//! Candidate testing.
//!
//! A [`Cracker`] decides whether one phrase unlocks the key. Checks run cheapest first:
//!
//! 1. derive the session key with the key's S2K parameters
//! 2. decrypt only the first cipher block and apply [`Key::quick_check`]
//! 3. decrypt everything and verify the SHA-1 or 16-bit checksum
//! 4. verify the recovered secret MPIs against the public key
//!
//! Almost every wrong phrase is rejected at step 2. [`run_tester`] is the tester
//! thread body.

use std::sync::atomic::{AtomicBool, Ordering};
use std::sync::Arc;

use sha1::{Digest, Sha1};

use crate::attack::AttackContext;
use crate::channel::BoundedChannel;
use crate::crypto::CfbCipher;
use crate::error::{Error, Result};
use crate::guessers::BATCH_SIZE;
use crate::key::Key;
use crate::phrase::PhraseBlock;
use crate::s2k::KeyDeriver;

/// Candidates tested between two looks at the attack status.
pub const STATUS_POLL_INTERVAL: u32 = 128;

const SHA1_LEN: usize = 20;

/// Per-thread phrase checker for one key.
///
/// Holds its own derivation and decryption buffers, so each tester thread needs its
/// own instance.
#[derive(Debug)]
pub struct Cracker {
    key: Arc<Key>,
    cipher: CfbCipher,
    deriver: KeyDeriver,
    session_key: Vec<u8>,
    plaintext: Vec<u8>,
}

impl Cracker {
    /// Prepares a checker for `key`.
    ///
    /// # Errors
    ///
    /// Returns [`Error::UnsupportedAlgorithm`] for keys other than version 4 and for
    /// ciphers, hashes or S2K specifiers that are not handled, and [`Error::Key`] when
    /// the IV or encrypted data cannot belong to the cipher.
    pub fn new(key: Arc<Key>) -> Result<Self> {
        if key.version != 4 {
            return Err(Error::UnsupportedAlgorithm(format!(
                "version {} keys are not supported",
                key.version
            )));
        }
        let cipher = CfbCipher::for_algorithm(key.s2k.cipher)?;
        let deriver = KeyDeriver::new(&key.s2k, cipher.key_size())?;

        if key.s2k.iv.len() != cipher.block_size() {
            return Err(Error::Key(format!(
                "iv is {} bytes, {} needs {}",
                key.s2k.iv.len(),
                key.s2k.cipher,
                cipher.block_size()
            )));
        }
        let trailer = if key.s2k.usage == 254 { SHA1_LEN } else { 2 };
        if key.data.len() < cipher.block_size().max(trailer + 3) {
            return Err(Error::Key(format!(
                "encrypted data too short ({} bytes)",
                key.data.len()
            )));
        }

        let session_key = vec![0u8; cipher.key_size()];
        let plaintext = vec![0u8; key.data.len()];
        Ok(Self {
            key,
            cipher,
            deriver,
            session_key,
            plaintext,
        })
    }

    /// Returns true if `phrase` unlocks the key.
    pub fn check(&mut self, phrase: &[u8]) -> bool {
        self.deriver.derive(phrase, &mut self.session_key);

        let block = self.cipher.block_size();
        let head = &mut self.plaintext[..block];
        head.copy_from_slice(&self.key.data[..block]);
        if self
            .cipher
            .decrypt(&self.session_key, &self.key.s2k.iv, head)
            .is_err()
            || !self.key.quick_check(head)
        {
            return false;
        }

        self.plaintext.copy_from_slice(&self.key.data);
        if self
            .cipher
            .decrypt(&self.session_key, &self.key.s2k.iv, &mut self.plaintext)
            .is_err()
        {
            return false;
        }

        match verify_checksum(self.key.s2k.usage, &self.plaintext) {
            Some(secret) => self.key.verify(secret),
            None => false,
        }
    }
}

/// Checks the trailer and returns the secret material in front of it.
fn verify_checksum(usage: u8, plaintext: &[u8]) -> Option<&[u8]> {
    if usage == 254 {
        let split = plaintext.len().checked_sub(SHA1_LEN)?;
        let (secret, digest) = plaintext.split_at(split);
        (Sha1::digest(secret)[..] == *digest).then_some(secret)
    } else {
        let split = plaintext.len().checked_sub(2)?;
        let (secret, stored) = plaintext.split_at(split);
        let sum = secret
            .iter()
            .fold(0u16, |acc, &b| acc.wrapping_add(b as u16));
        (sum == u16::from_be_bytes([stored[0], stored[1]])).then_some(secret)
    }
}

/// Tests candidates from `input` until a sentinel arrives.
///
/// The status is polled every [`STATUS_POLL_INTERVAL`] candidates. Once the attack
/// has succeeded or failed, or `abort` is raised, the thread keeps taking items
/// without testing them so upstream stages never block, and still exits only on its
/// sentinel. Items taken in the same batch behind that sentinel are put back, so each
/// exiting tester consumes exactly one sentinel. Returns the number of phrases tested.
pub fn run_tester(
    cracker: &mut Cracker,
    input: &BoundedChannel<PhraseBlock>,
    ctx: &AttackContext,
    abort: &AtomicBool,
) -> u64 {
    let mut batch = Vec::with_capacity(BATCH_SIZE);
    let mut tested = 0u64;
    let mut since_poll = 0u32;
    let mut draining = false;

    loop {
        batch.clear();
        input.take_n(BATCH_SIZE, &mut batch);
        draining = draining || abort.load(Ordering::Acquire);

        let end = batch.iter().position(PhraseBlock::is_sentinel);
        for phrase in &batch[..end.unwrap_or(batch.len())] {
            since_poll += 1;
            if since_poll >= STATUS_POLL_INTERVAL {
                since_poll = 0;
                draining = draining || ctx.status().is_final();
            }
            if draining {
                continue;
            }
            tested += 1;
            if cracker.check(phrase.as_bytes()) {
                ctx.phrase_found(phrase.as_bytes());
                draining = true;
            }
        }

        if let Some(end) = end {
            input.put_n(batch.drain(end + 1..));
            return tested;
        }
    }
}
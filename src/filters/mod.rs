//! Transforms between the guesser and the testers.
//!
//! A [`Filter`] maps one candidate to zero or more candidates. Filter stages sit
//! between two channels and are run by [`run_filter`] on one or more threads.
//!
//! | Filter | Output per input | Workers |
//! |--------|------------------|---------|
//! | [`PrefixSuffixFilter`] | `prefixes × suffixes` wrapped copies | 1 |
//! | [`RegexFilter`] | the input or nothing | `--regex-jobs` |

use std::sync::atomic::{AtomicBool, Ordering};

use crate::channel::BoundedChannel;
use crate::phrase::PhraseBlock;

mod affix;
mod rules;

pub use affix::PrefixSuffixFilter;
pub use rules::{RegexFilter, Rule};

/// A pipeline filter.
#[derive(Debug, Clone)]
pub enum Filter {
    /// Allow/deny by regular expressions.
    Regex(RegexFilter),
    /// Prefix and suffix expansion.
    PrefixSuffix(PrefixSuffixFilter),
}

impl Filter {
    /// Short name used for thread names and logs.
    pub fn name(&self) -> &'static str {
        match self {
            Filter::Regex(_) => "regex",
            Filter::PrefixSuffix(_) => "affix",
        }
    }

    /// Appends the candidates derived from `phrase` to `out`.
    pub fn apply(&self, phrase: &PhraseBlock, out: &mut Vec<PhraseBlock>) {
        match self {
            Filter::Regex(filter) => {
                if filter.matches(phrase.as_bytes()) {
                    out.push(phrase.clone());
                }
            }
            Filter::PrefixSuffix(filter) => filter.expand(phrase, out),
        }
    }
}

/// Moves candidates from `input` through `filter` into `output`.
///
/// Stops on the first sentinel taken from `input`. Once `abort` is raised, candidates
/// are still taken but dropped, so upstream never blocks and the thread still exits on
/// exactly one sentinel. Returns the number of candidates forwarded.
pub fn run_filter(
    filter: &Filter,
    input: &BoundedChannel<PhraseBlock>,
    output: &BoundedChannel<PhraseBlock>,
    abort: &AtomicBool,
) -> u64 {
    let mut derived = Vec::new();
    let mut forwarded = 0u64;

    loop {
        let phrase = input.take();
        if phrase.is_sentinel() {
            break;
        }
        if abort.load(Ordering::Acquire) {
            continue;
        }
        filter.apply(&phrase, &mut derived);
        for block in derived.drain(..) {
            output.put(block);
            forwarded += 1;
        }
    }

    forwarded
}

#[cfg(test)]
mod tests {
    use super::*;

    #[test]
    fn test_run_filter_until_sentinel() {
        let filter = Filter::Regex(RegexFilter::from_rules("+ ^a\n- z$\n"));
        let input = BoundedChannel::new(8);
        let output = BoundedChannel::new(8);
        for word in ["apple", "banana", "az", "avocado"] {
            input.put(PhraseBlock::from(word));
        }
        input.put(PhraseBlock::sentinel());
        input.put(PhraseBlock::from("after"));

        let forwarded = run_filter(&filter, &input, &output, &AtomicBool::new(false));
        assert_eq!(forwarded, 2);
        assert_eq!(output.take().as_bytes(), b"apple");
        assert_eq!(output.take().as_bytes(), b"avocado");
        // Items behind the sentinel stay queued.
        assert_eq!(input.size(), 1);
    }

    #[test]
    fn test_run_filter_drops_candidates_after_abort() {
        let filter = Filter::PrefixSuffix(PrefixSuffixFilter::new(&["x"], &[]));
        let input = BoundedChannel::new(4);
        let output = BoundedChannel::new(4);
        input.put(PhraseBlock::from("w"));
        input.put(PhraseBlock::sentinel());
        input.put(PhraseBlock::sentinel());
        assert_eq!(run_filter(&filter, &input, &output, &AtomicBool::new(true)), 0);
        assert_eq!(output.size(), 0);
        // Only its own sentinel is consumed.
        assert_eq!(input.size(), 1);
    }

    #[test]
    fn test_apply_dispatch() {
        let mut out = Vec::new();
        let affix = Filter::PrefixSuffix(PrefixSuffixFilter::new(&["x"], &["1", "2"]));
        affix.apply(&PhraseBlock::from("w"), &mut out);
        assert_eq!(out.len(), 2);
        assert_eq!(affix.name(), "affix");

        let regex = Filter::Regex(RegexFilter::from_rules("- w"));
        regex.apply(&PhraseBlock::from("w"), &mut out);
        assert_eq!(out.len(), 2);
        assert_eq!(regex.name(), "regex");
    }
}
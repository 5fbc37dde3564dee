//! Prefix and suffix expansion.

use crate::phrase::PhraseBlock;

/// Wraps each candidate in every configured prefix and suffix.
///
/// Outputs are ordered prefix-major. An unset side contributes a single empty string,
/// so with only prefixes the output is one copy per prefix, and with neither side set
/// the input passes through unchanged.
///
/// # Example
///
/// ```rust
/// use phrasehound::filters::PrefixSuffixFilter;
/// use phrasehound::PhraseBlock;
///
/// let filter = PrefixSuffixFilter::new(&["x", "y"], &["1", "2"]);
/// let mut out = Vec::new();
/// filter.expand(&PhraseBlock::from("w"), &mut out);
/// let words: Vec<_> = out.iter().map(|b| b.to_string_lossy()).collect();
/// assert_eq!(words, ["xw1", "xw2", "yw1", "yw2"]);
/// ```
#[derive(Debug, Clone, PartialEq, Eq)]
pub struct PrefixSuffixFilter {
    prefixes: Vec<Vec<u8>>,
    suffixes: Vec<Vec<u8>>,
}

impl PrefixSuffixFilter {
    /// Builds a filter from prefix and suffix lists; either may be empty.
    pub fn new<S: AsRef<str>>(prefixes: &[S], suffixes: &[S]) -> Self {
        Self {
            prefixes: axis(prefixes),
            suffixes: axis(suffixes),
        }
    }

    /// Number of outputs per input.
    pub fn fan_out(&self) -> usize {
        self.prefixes.len() * self.suffixes.len()
    }

    /// Appends every wrapped form of `phrase` to `out`.
    pub fn expand(&self, phrase: &PhraseBlock, out: &mut Vec<PhraseBlock>) {
        out.reserve(self.fan_out());
        for prefix in &self.prefixes {
            for suffix in &self.suffixes {
                out.push(phrase.wrapped(prefix, suffix));
            }
        }
    }
}

fn axis<S: AsRef<str>>(values: &[S]) -> Vec<Vec<u8>> {
    if values.is_empty() {
        vec![Vec::new()]
    } else {
        values.iter().map(|v| v.as_ref().as_bytes().to_vec()).collect()
    }
}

• • • • • • •

_Description of the task:_
Begin with the line above that has "pub const STATUS_POLL_INTERVAL: u32 = 128;" and continue through the line that has "let block = self.cipher.block_size();", setting each one down exactly. Stop there.

_Task answer:_
pub const STATUS_POLL_INTERVAL: u32 = 128;

const SHA1_LEN: usize = 20;

/// Per-thread phrase checker for one key.
///
/// Holds its own derivation and decryption buffers, so each tester thread needs its
/// own instance.
#[derive(Debug)]
pub struct Cracker {
    key: Arc<Key>,
    cipher: CfbCipher,
    deriver: KeyDeriver,
    session_key: Vec<u8>,
    plaintext: Vec<u8>,
}

impl Cracker {
    /// Prepares a checker for `key`.
    ///
    /// # Errors
    ///
    /// Returns [`Error::UnsupportedAlgorithm`] for keys other than version 4 and for
    /// ciphers, hashes or S2K specifiers that are not handled, and [`Error::Key`] when
    /// the IV or encrypted data cannot belong to the cipher.
    pub fn new(key: Arc<Key>) -> Result<Self> {
        if key.version != 4 {
            return Err(Error::UnsupportedAlgorithm(format!(
                "version {} keys are not supported",
                key.version
            )));
        }
        let cipher = CfbCipher::for_algorithm(key.s2k.cipher)?;
        let deriver = KeyDeriver::new(&key.s2k, cipher.key_size())?;

        if key.s2k.iv.len() != cipher.block_size() {
            return Err(Error::Key(format!(
                "iv is {} bytes, {} needs {}",
                key.s2k.iv.len(),
                key.s2k.cipher,
                cipher.block_size()
            )));
        }
        let trailer = if key.s2k.usage == 254 { SHA1_LEN } else { 2 };
        if key.data.len() < cipher.block_size().max(trailer + 3) {
            return Err(Error::Key(format!(
                "encrypted data too short ({} bytes)",
                key.data.len()
            )));
        }

        let session_key = vec![0u8; cipher.key_size()];
        let plaintext = vec![0u8; key.data.len()];
        Ok(Self {
            key,
            cipher,
            deriver,
            session_key,
            plaintext,
        })
    }

    /// Returns true if `phrase` unlocks the key.
    pub fn check(&mut self, phrase: &[u8]) -> bool {
        self.deriver.derive(phrase, &mut self.session_key);

        let block = self.cipher.block_size();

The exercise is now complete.